(Data to use)

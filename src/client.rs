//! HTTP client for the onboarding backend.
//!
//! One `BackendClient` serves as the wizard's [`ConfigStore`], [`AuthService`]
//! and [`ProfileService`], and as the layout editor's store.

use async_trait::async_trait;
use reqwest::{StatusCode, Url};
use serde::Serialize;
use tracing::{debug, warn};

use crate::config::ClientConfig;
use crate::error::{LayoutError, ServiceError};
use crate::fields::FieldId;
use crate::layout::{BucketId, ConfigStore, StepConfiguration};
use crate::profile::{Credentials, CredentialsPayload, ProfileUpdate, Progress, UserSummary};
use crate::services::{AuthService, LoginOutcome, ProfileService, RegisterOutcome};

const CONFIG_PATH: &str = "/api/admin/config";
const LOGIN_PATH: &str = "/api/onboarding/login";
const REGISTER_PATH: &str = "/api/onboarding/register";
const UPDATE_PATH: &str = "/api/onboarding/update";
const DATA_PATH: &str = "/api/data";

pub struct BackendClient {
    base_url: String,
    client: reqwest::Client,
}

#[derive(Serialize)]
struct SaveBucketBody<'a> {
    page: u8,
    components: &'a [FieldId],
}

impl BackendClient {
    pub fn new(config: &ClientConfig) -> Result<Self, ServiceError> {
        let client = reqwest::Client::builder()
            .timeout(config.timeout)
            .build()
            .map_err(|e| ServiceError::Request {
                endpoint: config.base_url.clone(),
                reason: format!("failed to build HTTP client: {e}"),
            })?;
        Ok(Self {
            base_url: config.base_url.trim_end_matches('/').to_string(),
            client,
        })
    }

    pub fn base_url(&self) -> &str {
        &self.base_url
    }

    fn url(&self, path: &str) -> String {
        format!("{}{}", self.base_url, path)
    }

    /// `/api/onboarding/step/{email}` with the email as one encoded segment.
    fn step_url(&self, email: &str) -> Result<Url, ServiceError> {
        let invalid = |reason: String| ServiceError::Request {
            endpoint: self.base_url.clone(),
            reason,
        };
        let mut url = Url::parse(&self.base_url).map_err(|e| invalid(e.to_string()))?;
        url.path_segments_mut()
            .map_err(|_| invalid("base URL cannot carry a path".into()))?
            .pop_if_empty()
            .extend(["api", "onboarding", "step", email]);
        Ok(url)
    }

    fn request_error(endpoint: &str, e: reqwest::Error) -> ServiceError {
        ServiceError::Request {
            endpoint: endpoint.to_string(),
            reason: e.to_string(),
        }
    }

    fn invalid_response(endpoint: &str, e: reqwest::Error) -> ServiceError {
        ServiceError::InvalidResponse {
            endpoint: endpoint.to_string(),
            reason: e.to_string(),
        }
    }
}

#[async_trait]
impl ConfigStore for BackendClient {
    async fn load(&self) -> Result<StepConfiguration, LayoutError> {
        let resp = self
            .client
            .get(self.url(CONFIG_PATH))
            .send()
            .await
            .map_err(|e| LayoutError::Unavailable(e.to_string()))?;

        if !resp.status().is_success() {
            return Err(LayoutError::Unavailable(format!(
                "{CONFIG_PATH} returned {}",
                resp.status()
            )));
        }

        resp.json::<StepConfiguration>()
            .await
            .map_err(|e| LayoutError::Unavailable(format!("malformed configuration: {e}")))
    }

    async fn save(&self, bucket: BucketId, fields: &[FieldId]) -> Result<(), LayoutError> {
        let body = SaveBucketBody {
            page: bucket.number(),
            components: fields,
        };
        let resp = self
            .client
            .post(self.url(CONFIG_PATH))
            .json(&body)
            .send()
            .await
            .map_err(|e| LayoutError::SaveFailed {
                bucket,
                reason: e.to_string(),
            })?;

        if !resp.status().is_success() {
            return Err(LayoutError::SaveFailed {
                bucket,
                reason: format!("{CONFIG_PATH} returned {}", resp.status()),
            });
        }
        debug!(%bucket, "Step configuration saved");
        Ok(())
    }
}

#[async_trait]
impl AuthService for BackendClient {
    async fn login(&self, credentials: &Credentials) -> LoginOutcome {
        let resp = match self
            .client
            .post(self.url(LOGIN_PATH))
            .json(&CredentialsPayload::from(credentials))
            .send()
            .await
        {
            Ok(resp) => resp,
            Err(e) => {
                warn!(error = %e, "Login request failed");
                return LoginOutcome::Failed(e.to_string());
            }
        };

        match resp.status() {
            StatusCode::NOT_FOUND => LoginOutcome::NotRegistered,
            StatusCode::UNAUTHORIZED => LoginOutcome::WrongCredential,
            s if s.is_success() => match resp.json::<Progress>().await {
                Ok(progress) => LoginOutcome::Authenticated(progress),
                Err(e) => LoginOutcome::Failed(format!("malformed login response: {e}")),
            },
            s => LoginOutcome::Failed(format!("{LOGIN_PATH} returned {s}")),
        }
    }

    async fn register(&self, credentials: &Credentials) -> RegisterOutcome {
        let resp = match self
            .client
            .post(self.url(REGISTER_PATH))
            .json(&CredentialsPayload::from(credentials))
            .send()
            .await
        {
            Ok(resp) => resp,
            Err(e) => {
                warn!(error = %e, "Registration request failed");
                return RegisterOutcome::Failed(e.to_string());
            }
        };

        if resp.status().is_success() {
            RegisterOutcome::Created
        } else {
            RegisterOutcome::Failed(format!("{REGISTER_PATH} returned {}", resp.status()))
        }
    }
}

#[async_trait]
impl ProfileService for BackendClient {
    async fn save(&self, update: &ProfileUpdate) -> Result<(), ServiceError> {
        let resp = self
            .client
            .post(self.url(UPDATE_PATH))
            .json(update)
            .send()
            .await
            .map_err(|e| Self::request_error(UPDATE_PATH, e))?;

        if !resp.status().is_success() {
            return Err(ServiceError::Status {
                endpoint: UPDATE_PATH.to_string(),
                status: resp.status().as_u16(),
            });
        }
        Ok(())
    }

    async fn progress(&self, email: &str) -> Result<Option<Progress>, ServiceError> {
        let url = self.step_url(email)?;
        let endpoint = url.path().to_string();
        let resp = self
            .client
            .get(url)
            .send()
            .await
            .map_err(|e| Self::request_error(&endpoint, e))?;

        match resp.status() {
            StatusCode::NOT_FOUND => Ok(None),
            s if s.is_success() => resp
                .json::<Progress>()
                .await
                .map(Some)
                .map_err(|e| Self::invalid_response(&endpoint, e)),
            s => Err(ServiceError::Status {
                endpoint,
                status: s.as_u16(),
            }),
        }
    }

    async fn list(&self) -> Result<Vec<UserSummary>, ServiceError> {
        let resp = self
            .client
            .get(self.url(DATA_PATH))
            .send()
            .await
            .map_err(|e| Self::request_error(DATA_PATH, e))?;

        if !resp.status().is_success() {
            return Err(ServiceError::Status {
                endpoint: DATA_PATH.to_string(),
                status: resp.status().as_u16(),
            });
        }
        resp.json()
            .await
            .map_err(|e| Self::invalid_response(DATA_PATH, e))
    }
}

(End Data to use)
(Data to use)

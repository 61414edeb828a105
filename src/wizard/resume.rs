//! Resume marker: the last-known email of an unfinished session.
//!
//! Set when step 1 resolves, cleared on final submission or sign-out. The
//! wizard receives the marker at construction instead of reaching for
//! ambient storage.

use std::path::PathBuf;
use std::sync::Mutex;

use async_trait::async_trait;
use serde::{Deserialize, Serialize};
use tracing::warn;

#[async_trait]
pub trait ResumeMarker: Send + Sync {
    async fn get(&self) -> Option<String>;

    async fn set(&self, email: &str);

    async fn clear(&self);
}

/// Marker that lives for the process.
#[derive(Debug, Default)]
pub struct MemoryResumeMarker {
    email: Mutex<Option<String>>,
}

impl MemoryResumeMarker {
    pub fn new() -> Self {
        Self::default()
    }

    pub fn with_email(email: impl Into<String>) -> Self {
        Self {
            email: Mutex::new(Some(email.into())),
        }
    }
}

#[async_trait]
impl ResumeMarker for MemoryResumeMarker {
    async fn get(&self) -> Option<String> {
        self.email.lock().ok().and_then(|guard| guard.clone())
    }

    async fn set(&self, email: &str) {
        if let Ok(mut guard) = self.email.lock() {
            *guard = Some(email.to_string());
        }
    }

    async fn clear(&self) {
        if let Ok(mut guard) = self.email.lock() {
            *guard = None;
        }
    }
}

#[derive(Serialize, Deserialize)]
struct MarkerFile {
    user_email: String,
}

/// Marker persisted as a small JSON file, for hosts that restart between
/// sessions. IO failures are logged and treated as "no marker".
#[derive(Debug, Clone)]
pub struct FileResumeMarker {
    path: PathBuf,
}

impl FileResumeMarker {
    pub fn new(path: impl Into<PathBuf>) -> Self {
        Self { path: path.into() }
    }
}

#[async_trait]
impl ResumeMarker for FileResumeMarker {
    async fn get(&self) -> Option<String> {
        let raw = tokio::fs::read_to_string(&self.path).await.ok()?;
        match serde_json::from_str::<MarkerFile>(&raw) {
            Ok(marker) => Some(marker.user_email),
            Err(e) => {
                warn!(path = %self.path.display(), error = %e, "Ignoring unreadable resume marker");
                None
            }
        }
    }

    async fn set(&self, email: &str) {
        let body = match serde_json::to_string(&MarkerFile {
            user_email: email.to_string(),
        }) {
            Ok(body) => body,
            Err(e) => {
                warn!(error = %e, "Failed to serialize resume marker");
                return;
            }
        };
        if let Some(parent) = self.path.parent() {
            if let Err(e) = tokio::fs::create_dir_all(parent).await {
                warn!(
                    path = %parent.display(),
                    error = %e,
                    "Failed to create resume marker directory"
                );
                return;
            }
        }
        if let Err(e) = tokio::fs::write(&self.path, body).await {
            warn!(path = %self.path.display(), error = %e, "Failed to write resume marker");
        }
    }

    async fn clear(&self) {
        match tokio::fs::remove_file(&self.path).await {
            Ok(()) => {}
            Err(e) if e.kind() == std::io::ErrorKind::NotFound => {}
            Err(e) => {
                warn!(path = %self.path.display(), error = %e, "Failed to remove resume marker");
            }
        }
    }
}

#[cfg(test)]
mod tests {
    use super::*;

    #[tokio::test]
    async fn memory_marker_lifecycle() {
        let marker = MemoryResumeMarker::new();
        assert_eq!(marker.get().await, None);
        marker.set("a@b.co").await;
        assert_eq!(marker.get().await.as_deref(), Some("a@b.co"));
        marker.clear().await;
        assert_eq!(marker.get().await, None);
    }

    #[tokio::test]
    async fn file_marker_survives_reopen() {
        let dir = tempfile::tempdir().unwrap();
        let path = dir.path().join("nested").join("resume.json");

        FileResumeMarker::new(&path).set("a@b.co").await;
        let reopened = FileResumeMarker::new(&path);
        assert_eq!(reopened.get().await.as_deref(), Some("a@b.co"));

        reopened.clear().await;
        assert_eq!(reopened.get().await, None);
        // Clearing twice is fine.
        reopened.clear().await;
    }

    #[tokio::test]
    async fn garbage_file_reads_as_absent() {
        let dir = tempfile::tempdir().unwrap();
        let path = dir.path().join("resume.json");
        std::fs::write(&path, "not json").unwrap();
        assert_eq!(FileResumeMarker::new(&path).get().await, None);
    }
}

(End Data to use)

- Your instructions
A verbatim transcription is needed of the lines above, starting at the line with "filename src/client.rs" and ending at the line with "use crate::fields::FieldId;", both included, and of nothing else.

- Expected answer
filename src/client.rs
//! HTTP client for the onboarding backend.
//!
//! One `BackendClient` serves as the wizard's [`ConfigStore`], [`AuthService`]
//! and [`ProfileService`], and as the layout editor's store.

use async_trait::async_trait;
use reqwest::{StatusCode, Url};
use serde::Serialize;
use tracing::{debug, warn};

use crate::config::ClientConfig;
use crate::error::{LayoutError, ServiceError};
use crate::fields::FieldId;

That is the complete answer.